> **How to complete this task**:
The result should be every line in the data below that carries the string "ContentDocument".

----------

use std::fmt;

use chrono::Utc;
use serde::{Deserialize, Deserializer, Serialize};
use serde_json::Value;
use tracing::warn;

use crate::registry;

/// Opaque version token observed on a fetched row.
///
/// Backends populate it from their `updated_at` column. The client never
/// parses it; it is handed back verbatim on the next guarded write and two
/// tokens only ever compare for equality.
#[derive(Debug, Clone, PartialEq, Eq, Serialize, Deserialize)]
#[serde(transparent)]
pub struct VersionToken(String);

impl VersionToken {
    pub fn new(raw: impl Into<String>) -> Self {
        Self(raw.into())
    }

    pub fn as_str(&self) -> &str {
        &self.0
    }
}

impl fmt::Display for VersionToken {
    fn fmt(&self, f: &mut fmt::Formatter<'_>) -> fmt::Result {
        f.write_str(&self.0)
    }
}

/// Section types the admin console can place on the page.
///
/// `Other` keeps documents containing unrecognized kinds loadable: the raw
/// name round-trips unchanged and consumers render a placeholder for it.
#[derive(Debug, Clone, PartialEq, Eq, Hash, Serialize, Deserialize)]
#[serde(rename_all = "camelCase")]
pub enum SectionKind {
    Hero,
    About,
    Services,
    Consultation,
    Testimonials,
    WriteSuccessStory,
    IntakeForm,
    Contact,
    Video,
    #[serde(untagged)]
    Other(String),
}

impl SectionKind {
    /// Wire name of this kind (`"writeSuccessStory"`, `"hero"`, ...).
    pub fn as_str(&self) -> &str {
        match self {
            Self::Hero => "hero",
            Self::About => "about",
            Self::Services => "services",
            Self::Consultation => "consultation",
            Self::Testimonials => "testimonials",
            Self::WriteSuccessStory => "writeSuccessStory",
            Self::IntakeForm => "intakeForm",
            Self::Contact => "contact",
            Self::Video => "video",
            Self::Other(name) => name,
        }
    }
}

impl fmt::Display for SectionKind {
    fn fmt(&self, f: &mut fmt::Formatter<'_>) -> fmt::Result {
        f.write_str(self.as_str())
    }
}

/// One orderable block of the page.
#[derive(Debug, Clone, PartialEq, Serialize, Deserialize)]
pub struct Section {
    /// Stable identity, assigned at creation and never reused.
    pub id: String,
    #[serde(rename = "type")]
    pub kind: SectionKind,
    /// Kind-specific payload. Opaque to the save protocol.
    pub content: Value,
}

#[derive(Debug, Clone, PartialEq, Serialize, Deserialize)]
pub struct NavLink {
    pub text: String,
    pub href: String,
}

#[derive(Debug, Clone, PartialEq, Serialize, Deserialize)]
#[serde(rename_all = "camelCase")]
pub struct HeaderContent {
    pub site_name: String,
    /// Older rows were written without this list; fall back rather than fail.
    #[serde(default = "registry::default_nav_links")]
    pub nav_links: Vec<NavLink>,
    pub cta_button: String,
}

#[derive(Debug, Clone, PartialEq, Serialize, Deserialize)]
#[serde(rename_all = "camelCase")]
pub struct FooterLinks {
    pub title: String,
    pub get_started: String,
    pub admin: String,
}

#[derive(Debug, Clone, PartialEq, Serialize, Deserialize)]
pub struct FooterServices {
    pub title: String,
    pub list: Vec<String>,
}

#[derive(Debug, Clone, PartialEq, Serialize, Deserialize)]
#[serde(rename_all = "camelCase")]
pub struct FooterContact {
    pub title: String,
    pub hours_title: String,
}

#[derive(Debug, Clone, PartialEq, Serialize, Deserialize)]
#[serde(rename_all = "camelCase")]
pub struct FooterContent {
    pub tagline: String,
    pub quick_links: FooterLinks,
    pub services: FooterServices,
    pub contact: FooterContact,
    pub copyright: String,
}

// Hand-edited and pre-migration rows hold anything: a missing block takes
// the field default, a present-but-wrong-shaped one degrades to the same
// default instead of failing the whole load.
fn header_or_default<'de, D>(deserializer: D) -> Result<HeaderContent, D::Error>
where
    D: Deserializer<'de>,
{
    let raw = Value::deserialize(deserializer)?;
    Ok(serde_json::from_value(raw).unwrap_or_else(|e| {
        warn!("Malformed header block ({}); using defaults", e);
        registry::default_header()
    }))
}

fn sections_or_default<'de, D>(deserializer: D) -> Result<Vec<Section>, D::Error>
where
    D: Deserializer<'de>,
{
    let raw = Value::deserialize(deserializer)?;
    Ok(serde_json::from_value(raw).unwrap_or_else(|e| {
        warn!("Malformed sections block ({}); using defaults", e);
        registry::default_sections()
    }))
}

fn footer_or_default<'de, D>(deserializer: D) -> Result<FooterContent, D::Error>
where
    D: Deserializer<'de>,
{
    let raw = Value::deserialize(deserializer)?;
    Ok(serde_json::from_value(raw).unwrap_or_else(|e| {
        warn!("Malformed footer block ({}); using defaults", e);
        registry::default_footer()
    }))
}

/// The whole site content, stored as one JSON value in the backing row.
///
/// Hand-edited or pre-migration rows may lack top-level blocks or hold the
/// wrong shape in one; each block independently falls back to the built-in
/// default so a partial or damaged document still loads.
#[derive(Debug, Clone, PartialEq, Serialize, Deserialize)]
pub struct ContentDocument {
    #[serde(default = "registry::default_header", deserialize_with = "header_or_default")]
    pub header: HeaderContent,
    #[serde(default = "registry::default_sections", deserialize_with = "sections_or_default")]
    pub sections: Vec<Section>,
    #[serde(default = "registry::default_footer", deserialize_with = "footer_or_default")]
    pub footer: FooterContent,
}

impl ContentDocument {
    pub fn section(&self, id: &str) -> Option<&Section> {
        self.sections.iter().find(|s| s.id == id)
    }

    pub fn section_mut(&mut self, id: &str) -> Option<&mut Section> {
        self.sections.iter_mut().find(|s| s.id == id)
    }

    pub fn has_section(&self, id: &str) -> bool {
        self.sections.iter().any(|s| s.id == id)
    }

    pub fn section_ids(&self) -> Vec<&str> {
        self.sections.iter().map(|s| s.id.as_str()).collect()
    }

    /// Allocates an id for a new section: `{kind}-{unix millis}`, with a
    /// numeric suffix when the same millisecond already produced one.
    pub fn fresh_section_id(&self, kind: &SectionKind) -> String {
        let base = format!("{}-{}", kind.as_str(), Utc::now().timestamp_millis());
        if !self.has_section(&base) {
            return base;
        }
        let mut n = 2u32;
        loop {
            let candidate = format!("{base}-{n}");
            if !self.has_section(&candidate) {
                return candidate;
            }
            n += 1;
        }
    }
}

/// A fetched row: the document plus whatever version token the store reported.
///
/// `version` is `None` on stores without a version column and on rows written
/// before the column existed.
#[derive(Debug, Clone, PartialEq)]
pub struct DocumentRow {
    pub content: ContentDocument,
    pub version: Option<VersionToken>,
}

----------

> **Answer area**:
pub struct ContentDocument {
impl ContentDocument {
    pub content: ContentDocument,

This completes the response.